Homologs and paralogs 
Homologs were found mostly in primates. The homolog with the furthest divergence would be the Hood coral, which predates humans by 686 million years.

There are two low identity paralogs and two hypothetical protein paralogs found through the sequencing of the human genome.

Genetic divergence 
Diverges 432 million years ago from Zebra fish. The most divergent species would be the Hood coral, Stylophora pistillata, at 686 million years ago.

Interacting proteins

Experimental data 
Cdcc169 has been used in a variety of tissue expression experiments. One study was done on a variety of tissues in order to show that gene expression in the mid-range of tissue expression can give a strong clue to the function of a gene. The study covered and analyzed set of 62,839 probe sets in 12 representative normal human tissues. 0 represents housekeeping genes and 1 is for tissue specific genes. CCDC 169 was found not to have housekeeping gene type expression. It was tissue specific and appeared in the prostate.
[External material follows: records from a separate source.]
//! Command orchestration and execution.
//!
//! This module provides the [`Dispatcher`] struct, the entry point for
//! processing bot commands. It parses messages, routes commands to their
//! handlers and acts as the error boundary of every handler.
//!
//! # Flow
//!
//! ```text
//! Matrix Message → parse() → Command → execute() → Reply
//! Reaction → SelectorRegistry → TimeControlPreset → select_preset() → Reply
//! ```

use command_parser::Parser;
use log::warn;

use crate::{
    chesscom::ChessComApi,
    commands::{
        CommandError, CommandParseError, Reply,
        actions::{
            handle_challenge, handle_create_game, handle_events, handle_info, handle_preset,
            handle_stats,
        },
        command::{Command, format_command_error},
        markdown_response::format_error,
    },
    config::Club,
    lichess::LichessApi,
    selector::TimeControlPreset,
};

/// Command orchestrator for parsing and executing bot commands.
///
/// The Dispatcher is responsible for:
/// - Parsing raw message text into structured commands
/// - Routing commands to the action handlers
/// - Converting handler errors into user-friendly replies
///
/// # Command Prefix
///
/// Commands start with `!`. Messages without it, and `!` commands the bot
/// doesn't know, are silently ignored (returning [`CommandParseError::NotForBot`]).
pub struct Dispatcher<L: LichessApi, C: ChessComApi> {
    /// Command parser for processing user commands
    parser: Parser,
    lichess: L,
    chesscom: C,
    club: Club,
}

impl<L: LichessApi, C: ChessComApi> Dispatcher<L, C> {
    /// Creates a new Dispatcher over the given service clients.
    ///
    /// The parser recognizes `!` as the command prefix and `-` as the option
    /// prefix.
    pub fn new(lichess: L, chesscom: C, club: Club) -> Self {
        let parser = Parser::new('!', '-');
        Dispatcher {
            parser,
            lichess,
            chesscom,
            club,
        }
    }

    /// Parses a Matrix message body into a structured command.
    ///
    /// # Returns
    ///
    /// * `Ok(Command)` - Successfully parsed command
    /// * `Err(CommandParseError::NotForBot)` - Regular chat or unknown command
    /// * `Err(CommandParseError::InvalidCommand)` - Missing arguments, with the usage line
    pub fn parse(&self, body: &str) -> Result<Command, CommandParseError> {
        Command::parse(&self.parser, body).map_err(|error| match format_command_error(error) {
            Some(message) => CommandParseError::InvalidCommand(message),
            None => CommandParseError::NotForBot,
        })
    }

    /// Executes a parsed command and returns the reply to send.
    ///
    /// Never fails: any handler error becomes an `An error occurred` reply.
    pub async fn execute(&self, command: &Command) -> Reply {
        let result = match command {
            Command::Info => Ok(handle_info()),
            Command::Events => Ok(handle_events(&self.club.events_url)),
            Command::Challenge => Ok(handle_challenge()),
            Command::CreateGame {
                time,
                increment,
                variant,
                game_type,
            } => {
                handle_create_game(
                    &self.lichess,
                    time,
                    increment,
                    variant,
                    game_type,
                    &self.club.challenge_name,
                )
                .await
            }
            Command::Stats { platform, username } => {
                handle_stats(&self.lichess, &self.chesscom, platform, username).await
            }
        };

        Self::report(result)
    }

    /// Creates the open challenge of a preset picked in the selector.
    pub async fn select_preset(&self, preset: &TimeControlPreset) -> Reply {
        Self::report(handle_preset(&self.lichess, preset, &self.club.challenge_name).await)
    }

    fn report(result: Result<Reply, CommandError>) -> Reply {
        result.unwrap_or_else(|error| {
            warn!("command failed: {:?}", error);
            Reply::Text(format_error(&error.to_string()))
        })
    }
}
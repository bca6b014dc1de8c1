//! Matrix client synchronization and event handling.
//!
//! The [`MatrixSync::sync`] method:
//! 1. Performs an initial sync to catch up on offline events (especially invites)
//! 2. Sets up event handlers for auto-joining rooms, messages and reactions
//! 3. Enters a continuous sync loop with automatic token persistence
//!
//! Events sent by the bot itself are dropped, its own seeded reactions would
//! otherwise reach the selector.

use std::sync::Arc;

use anyhow::Result;
use log::{debug, error, info, warn};
use matrix_sdk::{
    Client, LoopCtrl, Room, RoomState,
    config::SyncSettings,
    ruma::{
        api::client::filter::FilterDefinition,
        events::{
            reaction::OriginalSyncReactionEvent,
            room::{
                member::StrippedRoomMemberEvent,
                message::{MessageType, OriginalSyncRoomMessageEvent},
            },
        },
    },
};
use tokio::time::{Duration, sleep};

use crate::matrix::session::MatrixSession;

/// Event of a joined room relevant to the bot.
#[derive(Debug, Clone, PartialEq, Eq)]
pub enum ChatEvent {
    /// Text message
    Message {
        body: String,
        room_id: String,
        sender_id: String,
        event_id: String,
    },
    /// Reaction to a message
    Reaction {
        /// Reaction key, usually an emoji
        key: String,
        /// Event id of the message reacted to
        relates_to: String,
        room_id: String,
        sender_id: String,
    },
}

/// Manages Matrix client synchronization and event processing.
pub struct MatrixSync {
    /// The matrix client
    client: Client,
    /// The matrix session
    session: Arc<MatrixSession>,
}

impl MatrixSync {
    /// Creates a new MatrixSync instance.
    ///
    /// This does not start the synchronization process; call [`MatrixSync::sync`]
    /// to begin syncing.
    pub fn new(client: &Client, session: Arc<MatrixSession>) -> Self {
        MatrixSync {
            client: client.to_owned(),
            session,
        }
    }

    /// Starts the synchronization process and enters an infinite loop.
    ///
    /// Only events received after the initial sync reach `on_event`, commands
    /// sent while the bot was offline are not replayed.
    ///
    /// # Errors
    ///
    /// Returns an error if the sync loop encounters a fatal error. Sync token
    /// persistence errors are logged but don't stop the sync.
    pub async fn sync<F>(&self, on_event: F) -> Result<()>
    where
        F: Fn(ChatEvent) + Send + Sync + 'static,
    {
        info!("start syncing");

        // Auto join rooms when invited
        self.client.add_event_handler(auto_join_rooms);

        // Enable room members lazy-loading
        let filter = FilterDefinition::with_lazy_loading();
        let mut sync_settings = SyncSettings::default().filter(filter.into());

        if let Some(sync_token) = self.session.sync_token().await {
            sync_settings = sync_settings.token(sync_token);
        }

        // First sync to only get the invitations received while offline
        loop {
            match self.client.sync_once(sync_settings.clone()).await {
                Ok(response) => {
                    sync_settings = sync_settings.token(response.next_batch.clone());
                    self.persist_sync_token(response.next_batch).await;
                    break;
                }
                Err(error) => {
                    error!("an error occurred during initial sync: {error}, trying again");
                    sleep(Duration::from_secs(5)).await;
                }
            }
        }

        let on_event = Arc::new(on_event);

        self.client.add_event_handler({
            let on_event = Arc::clone(&on_event);
            move |event: OriginalSyncRoomMessageEvent, room: Room, client: Client| async move {
                on_room_message(event, room, client, &on_event).await
            }
        });

        self.client.add_event_handler({
            let on_event = Arc::clone(&on_event);
            move |event: OriginalSyncReactionEvent, room: Room, client: Client| async move {
                on_reaction(event, room, client, &on_event).await
            }
        });

        self.client
            .sync_with_result_callback(sync_settings, |sync_result| async move {
                let response = sync_result?;

                // We persist the token each time to be able to restore our session
                self.persist_sync_token(response.next_batch).await;

                Ok(LoopCtrl::Continue)
            })
            .await?;

        Ok(())
    }

    async fn persist_sync_token(&self, sync_token: String) {
        if let Err(err) = self.session.persist_sync_token(sync_token).await {
            error!("failed to persist sync token: {:?}", err);
        }
    }
}

/// Automatically joins rooms when the bot receives an invitation.
///
/// Synapse may send the invite before the room can be joined, so joining is
/// retried with an exponential delay.
async fn auto_join_rooms(room_member: StrippedRoomMemberEvent, client: Client, room: Room) {
    let Some(user_id) = client.user_id() else {
        warn!("could not get user id from client");
        return;
    };

    // Ignore if the invite is not for us
    if room_member.state_key != user_id {
        return;
    }

    tokio::spawn(async move {
        info!("auto joining room {}", room.room_id());
        let mut delay = 2;

        while let Err(err) = room.join().await {
            error!(
                "failed to join room {} ({err:?}), retrying in {delay}s",
                room.room_id()
            );

            sleep(Duration::from_secs(delay)).await;
            delay *= 2;

            if delay > 3600 {
                error!("can't join room {} ({err:?})", room.room_id());
                return;
            }
        }
        info!("successfully joined room {}", room.room_id());
    });
}

fn is_own_event(client: &Client, sender: &matrix_sdk::ruma::UserId) -> bool {
    client.user_id().is_some_and(|own| own == sender)
}

async fn on_room_message<F>(
    event: OriginalSyncRoomMessageEvent,
    room: Room,
    client: Client,
    on_event: &Arc<F>,
) where
    F: Fn(ChatEvent) + Send + Sync + 'static,
{
    if room.state() != RoomState::Joined || is_own_event(&client, &event.sender) {
        return;
    }

    // Only handle text messages
    let MessageType::Text(text_content) = event.content.msgtype else {
        return;
    };

    on_event(ChatEvent::Message {
        body: text_content.body,
        room_id: room.room_id().to_string(),
        sender_id: event.sender.to_string(),
        event_id: event.event_id.to_string(),
    });
}

async fn on_reaction<F>(event: OriginalSyncReactionEvent, room: Room, client: Client, on_event: &Arc<F>)
where
    F: Fn(ChatEvent) + Send + Sync + 'static,
{
    if room.state() != RoomState::Joined || is_own_event(&client, &event.sender) {
        return;
    }

    debug!(
        "reaction {} from {} on {}",
        event.content.relates_to.key, event.sender, event.content.relates_to.event_id
    );

    on_event(ChatEvent::Reaction {
        key: event.content.relates_to.key,
        relates_to: event.content.relates_to.event_id.to_string(),
        room_id: room.room_id().to_string(),
        sender_id: event.sender.to_string(),
    });
}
A systematic survey of gene expression in 115 human tissue samples representing 35 different tissue types. The study used cDNA micro-arrays representing approximately 26,000 different human genes. The study included Ccdc169, which showed a strong positive expression in the testes. This study goal was to find a baseline which could be used to help identify diseased tissue and look at genes with tissue specific expression and how those can be used as markers for detecting diseased and injured tissue in organs. Could be used in anticancer therapy.